### Exercise requirements
Your answer should be every line below that includes the word "after".

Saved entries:

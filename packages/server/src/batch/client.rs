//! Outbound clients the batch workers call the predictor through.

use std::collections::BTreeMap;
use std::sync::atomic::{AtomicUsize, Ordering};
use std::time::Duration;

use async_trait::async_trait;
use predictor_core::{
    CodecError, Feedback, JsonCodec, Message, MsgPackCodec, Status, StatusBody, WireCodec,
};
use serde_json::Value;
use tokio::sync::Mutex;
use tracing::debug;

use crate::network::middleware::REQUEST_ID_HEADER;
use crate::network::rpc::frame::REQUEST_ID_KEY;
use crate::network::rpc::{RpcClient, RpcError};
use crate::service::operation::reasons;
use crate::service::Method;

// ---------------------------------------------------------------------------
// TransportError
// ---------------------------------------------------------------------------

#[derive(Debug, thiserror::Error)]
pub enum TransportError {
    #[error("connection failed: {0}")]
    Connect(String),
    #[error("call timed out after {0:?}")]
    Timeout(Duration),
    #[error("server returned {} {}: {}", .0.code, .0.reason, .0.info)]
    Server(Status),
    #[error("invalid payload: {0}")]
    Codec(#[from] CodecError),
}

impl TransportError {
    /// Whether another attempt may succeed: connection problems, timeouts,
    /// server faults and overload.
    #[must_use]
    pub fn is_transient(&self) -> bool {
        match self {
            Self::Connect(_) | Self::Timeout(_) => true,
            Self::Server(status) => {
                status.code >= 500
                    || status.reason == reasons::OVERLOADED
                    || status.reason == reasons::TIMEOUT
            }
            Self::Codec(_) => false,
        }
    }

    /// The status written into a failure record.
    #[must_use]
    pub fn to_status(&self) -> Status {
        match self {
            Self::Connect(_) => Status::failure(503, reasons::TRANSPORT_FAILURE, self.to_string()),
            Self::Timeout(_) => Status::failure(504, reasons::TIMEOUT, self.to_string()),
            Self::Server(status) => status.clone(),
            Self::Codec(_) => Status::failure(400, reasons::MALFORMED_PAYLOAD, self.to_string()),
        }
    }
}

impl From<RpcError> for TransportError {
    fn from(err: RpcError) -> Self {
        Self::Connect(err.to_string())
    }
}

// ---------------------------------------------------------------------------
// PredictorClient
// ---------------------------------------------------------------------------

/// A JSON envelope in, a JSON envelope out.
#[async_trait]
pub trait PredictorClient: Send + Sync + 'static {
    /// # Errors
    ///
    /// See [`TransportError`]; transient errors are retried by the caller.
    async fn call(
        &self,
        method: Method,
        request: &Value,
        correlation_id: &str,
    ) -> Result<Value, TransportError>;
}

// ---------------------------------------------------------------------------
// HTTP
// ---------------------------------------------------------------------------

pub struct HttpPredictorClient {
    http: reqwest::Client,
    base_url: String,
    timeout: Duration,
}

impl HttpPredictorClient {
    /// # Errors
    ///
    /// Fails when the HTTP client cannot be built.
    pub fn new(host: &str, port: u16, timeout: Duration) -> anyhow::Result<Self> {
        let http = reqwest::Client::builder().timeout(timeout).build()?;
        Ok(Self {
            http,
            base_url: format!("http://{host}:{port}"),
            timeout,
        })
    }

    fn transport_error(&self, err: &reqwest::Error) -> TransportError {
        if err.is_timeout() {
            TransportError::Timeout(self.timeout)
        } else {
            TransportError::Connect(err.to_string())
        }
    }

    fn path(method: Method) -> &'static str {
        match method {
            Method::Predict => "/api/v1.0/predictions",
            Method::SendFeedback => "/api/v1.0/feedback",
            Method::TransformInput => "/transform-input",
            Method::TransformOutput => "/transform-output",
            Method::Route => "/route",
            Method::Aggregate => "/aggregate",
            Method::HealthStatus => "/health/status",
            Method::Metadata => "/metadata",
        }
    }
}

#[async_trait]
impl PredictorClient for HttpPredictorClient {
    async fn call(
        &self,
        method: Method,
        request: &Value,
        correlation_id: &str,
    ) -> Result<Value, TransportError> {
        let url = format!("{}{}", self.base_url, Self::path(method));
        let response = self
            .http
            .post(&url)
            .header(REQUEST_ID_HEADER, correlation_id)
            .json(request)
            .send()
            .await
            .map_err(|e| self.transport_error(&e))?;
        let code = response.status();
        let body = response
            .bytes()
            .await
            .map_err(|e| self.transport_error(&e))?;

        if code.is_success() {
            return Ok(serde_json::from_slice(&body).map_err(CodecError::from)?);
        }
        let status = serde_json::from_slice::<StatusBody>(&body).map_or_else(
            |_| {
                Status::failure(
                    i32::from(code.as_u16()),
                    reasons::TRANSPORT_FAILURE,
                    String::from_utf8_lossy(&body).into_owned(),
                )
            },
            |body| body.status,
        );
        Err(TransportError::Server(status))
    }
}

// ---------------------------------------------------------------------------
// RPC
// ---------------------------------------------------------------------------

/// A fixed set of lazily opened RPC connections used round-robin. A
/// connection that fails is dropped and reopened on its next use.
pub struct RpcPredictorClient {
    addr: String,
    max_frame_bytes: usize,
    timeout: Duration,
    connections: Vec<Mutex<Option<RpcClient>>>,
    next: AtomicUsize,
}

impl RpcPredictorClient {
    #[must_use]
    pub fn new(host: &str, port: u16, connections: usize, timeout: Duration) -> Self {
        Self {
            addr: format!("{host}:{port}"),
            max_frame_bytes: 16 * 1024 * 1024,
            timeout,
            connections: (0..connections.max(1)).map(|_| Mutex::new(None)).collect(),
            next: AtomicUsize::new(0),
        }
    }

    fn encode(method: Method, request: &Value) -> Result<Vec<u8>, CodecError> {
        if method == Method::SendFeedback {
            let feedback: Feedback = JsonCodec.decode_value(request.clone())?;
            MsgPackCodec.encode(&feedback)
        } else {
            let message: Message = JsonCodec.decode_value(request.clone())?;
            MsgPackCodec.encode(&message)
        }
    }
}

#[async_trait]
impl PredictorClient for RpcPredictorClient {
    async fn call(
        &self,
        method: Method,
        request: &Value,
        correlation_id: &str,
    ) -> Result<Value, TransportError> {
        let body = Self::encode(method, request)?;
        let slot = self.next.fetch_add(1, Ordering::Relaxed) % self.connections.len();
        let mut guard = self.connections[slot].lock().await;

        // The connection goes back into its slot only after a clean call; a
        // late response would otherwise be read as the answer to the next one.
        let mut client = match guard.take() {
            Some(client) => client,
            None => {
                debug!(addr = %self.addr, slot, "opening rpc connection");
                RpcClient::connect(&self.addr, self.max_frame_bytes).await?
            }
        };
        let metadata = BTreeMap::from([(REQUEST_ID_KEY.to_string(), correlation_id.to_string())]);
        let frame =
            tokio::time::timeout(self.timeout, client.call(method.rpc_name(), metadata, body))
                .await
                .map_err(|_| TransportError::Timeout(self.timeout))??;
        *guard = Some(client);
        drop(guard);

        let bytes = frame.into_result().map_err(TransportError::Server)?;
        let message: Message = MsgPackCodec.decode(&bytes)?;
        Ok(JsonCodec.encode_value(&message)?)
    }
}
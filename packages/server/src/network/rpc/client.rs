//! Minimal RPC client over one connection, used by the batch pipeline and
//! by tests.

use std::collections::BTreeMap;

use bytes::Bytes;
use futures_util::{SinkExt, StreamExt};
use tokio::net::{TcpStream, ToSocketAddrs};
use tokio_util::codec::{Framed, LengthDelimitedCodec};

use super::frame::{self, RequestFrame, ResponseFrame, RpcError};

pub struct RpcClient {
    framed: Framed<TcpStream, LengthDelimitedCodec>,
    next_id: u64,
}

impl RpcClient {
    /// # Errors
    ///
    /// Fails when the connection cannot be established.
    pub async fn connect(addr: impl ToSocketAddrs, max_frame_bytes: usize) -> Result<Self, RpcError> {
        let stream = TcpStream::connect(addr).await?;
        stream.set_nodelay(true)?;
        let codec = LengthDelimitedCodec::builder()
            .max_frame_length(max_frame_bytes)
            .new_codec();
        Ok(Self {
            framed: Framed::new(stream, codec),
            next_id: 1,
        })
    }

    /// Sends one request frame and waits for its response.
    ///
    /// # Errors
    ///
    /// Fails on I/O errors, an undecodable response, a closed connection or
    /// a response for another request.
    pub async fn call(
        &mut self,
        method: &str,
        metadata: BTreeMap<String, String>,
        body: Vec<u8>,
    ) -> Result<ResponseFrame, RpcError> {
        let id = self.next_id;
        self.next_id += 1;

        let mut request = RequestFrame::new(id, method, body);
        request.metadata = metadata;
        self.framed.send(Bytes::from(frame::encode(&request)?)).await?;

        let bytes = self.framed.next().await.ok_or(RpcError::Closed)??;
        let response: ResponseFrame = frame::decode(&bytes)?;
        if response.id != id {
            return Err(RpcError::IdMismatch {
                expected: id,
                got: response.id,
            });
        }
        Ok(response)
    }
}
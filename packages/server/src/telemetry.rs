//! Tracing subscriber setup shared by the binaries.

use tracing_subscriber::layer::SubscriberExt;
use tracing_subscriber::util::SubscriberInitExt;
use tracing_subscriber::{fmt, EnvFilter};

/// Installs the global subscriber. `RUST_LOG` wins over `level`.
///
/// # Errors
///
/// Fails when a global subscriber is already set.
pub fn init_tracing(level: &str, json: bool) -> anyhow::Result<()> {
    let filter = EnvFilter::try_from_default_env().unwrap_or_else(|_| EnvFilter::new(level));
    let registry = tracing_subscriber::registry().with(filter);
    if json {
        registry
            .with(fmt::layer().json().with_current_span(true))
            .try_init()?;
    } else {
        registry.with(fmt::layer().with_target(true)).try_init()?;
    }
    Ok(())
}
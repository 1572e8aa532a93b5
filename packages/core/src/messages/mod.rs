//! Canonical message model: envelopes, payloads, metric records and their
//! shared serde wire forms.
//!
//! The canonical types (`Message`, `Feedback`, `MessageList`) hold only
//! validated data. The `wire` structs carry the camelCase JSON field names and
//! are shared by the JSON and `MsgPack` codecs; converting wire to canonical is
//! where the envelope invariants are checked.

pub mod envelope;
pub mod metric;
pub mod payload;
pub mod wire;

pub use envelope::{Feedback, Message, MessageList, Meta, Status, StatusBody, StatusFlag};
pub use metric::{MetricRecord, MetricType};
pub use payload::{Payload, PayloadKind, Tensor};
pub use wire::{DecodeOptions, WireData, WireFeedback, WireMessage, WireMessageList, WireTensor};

---

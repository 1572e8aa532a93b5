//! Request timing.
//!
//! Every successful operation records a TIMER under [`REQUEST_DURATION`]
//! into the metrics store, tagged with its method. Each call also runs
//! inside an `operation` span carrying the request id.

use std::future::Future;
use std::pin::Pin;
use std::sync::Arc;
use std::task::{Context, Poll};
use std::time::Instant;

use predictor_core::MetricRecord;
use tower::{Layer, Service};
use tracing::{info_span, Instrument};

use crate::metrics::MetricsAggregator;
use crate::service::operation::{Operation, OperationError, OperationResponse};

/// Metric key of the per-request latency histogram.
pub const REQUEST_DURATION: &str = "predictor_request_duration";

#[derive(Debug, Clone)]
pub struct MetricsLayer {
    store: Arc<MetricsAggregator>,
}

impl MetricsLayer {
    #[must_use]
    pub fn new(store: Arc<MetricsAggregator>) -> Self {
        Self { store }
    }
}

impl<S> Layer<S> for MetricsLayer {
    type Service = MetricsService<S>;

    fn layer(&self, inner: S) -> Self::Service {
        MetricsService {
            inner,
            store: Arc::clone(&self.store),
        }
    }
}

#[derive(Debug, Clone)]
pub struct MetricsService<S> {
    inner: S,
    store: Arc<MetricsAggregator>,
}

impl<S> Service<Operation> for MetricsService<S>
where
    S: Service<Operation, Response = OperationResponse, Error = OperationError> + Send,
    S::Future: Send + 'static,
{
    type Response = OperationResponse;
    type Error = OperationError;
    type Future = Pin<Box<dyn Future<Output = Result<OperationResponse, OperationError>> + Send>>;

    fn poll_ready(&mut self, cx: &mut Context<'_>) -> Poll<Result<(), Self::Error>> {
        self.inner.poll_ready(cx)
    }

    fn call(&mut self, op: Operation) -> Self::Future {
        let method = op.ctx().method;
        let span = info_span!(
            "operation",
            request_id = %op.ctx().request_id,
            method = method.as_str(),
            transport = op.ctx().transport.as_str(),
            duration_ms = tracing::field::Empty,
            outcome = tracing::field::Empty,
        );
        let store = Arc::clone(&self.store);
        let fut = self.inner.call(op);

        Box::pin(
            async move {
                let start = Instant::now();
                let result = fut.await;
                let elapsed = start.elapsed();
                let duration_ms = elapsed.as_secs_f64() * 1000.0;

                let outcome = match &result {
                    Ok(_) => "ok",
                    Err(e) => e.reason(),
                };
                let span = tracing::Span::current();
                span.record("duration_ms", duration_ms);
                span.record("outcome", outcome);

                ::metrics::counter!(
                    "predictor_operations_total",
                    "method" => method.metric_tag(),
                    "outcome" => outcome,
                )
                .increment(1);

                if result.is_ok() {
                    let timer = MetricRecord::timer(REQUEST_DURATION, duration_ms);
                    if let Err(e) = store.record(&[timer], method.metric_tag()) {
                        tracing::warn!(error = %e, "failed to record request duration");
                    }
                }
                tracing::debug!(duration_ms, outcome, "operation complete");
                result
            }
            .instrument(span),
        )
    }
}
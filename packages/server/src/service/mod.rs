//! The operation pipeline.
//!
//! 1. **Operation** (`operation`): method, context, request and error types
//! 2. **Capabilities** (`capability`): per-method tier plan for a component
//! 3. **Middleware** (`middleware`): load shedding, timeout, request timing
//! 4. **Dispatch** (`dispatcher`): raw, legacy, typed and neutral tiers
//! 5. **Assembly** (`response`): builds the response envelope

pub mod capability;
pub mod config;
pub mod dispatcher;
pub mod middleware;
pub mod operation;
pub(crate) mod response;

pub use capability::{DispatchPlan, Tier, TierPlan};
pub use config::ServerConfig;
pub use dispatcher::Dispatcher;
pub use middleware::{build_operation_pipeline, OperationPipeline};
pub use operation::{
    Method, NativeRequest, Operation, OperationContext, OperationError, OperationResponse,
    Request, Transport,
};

### Result for this task
    #[error("call timed out after {0:?}")]
        // The connection goes back into its slot only after a clean call; a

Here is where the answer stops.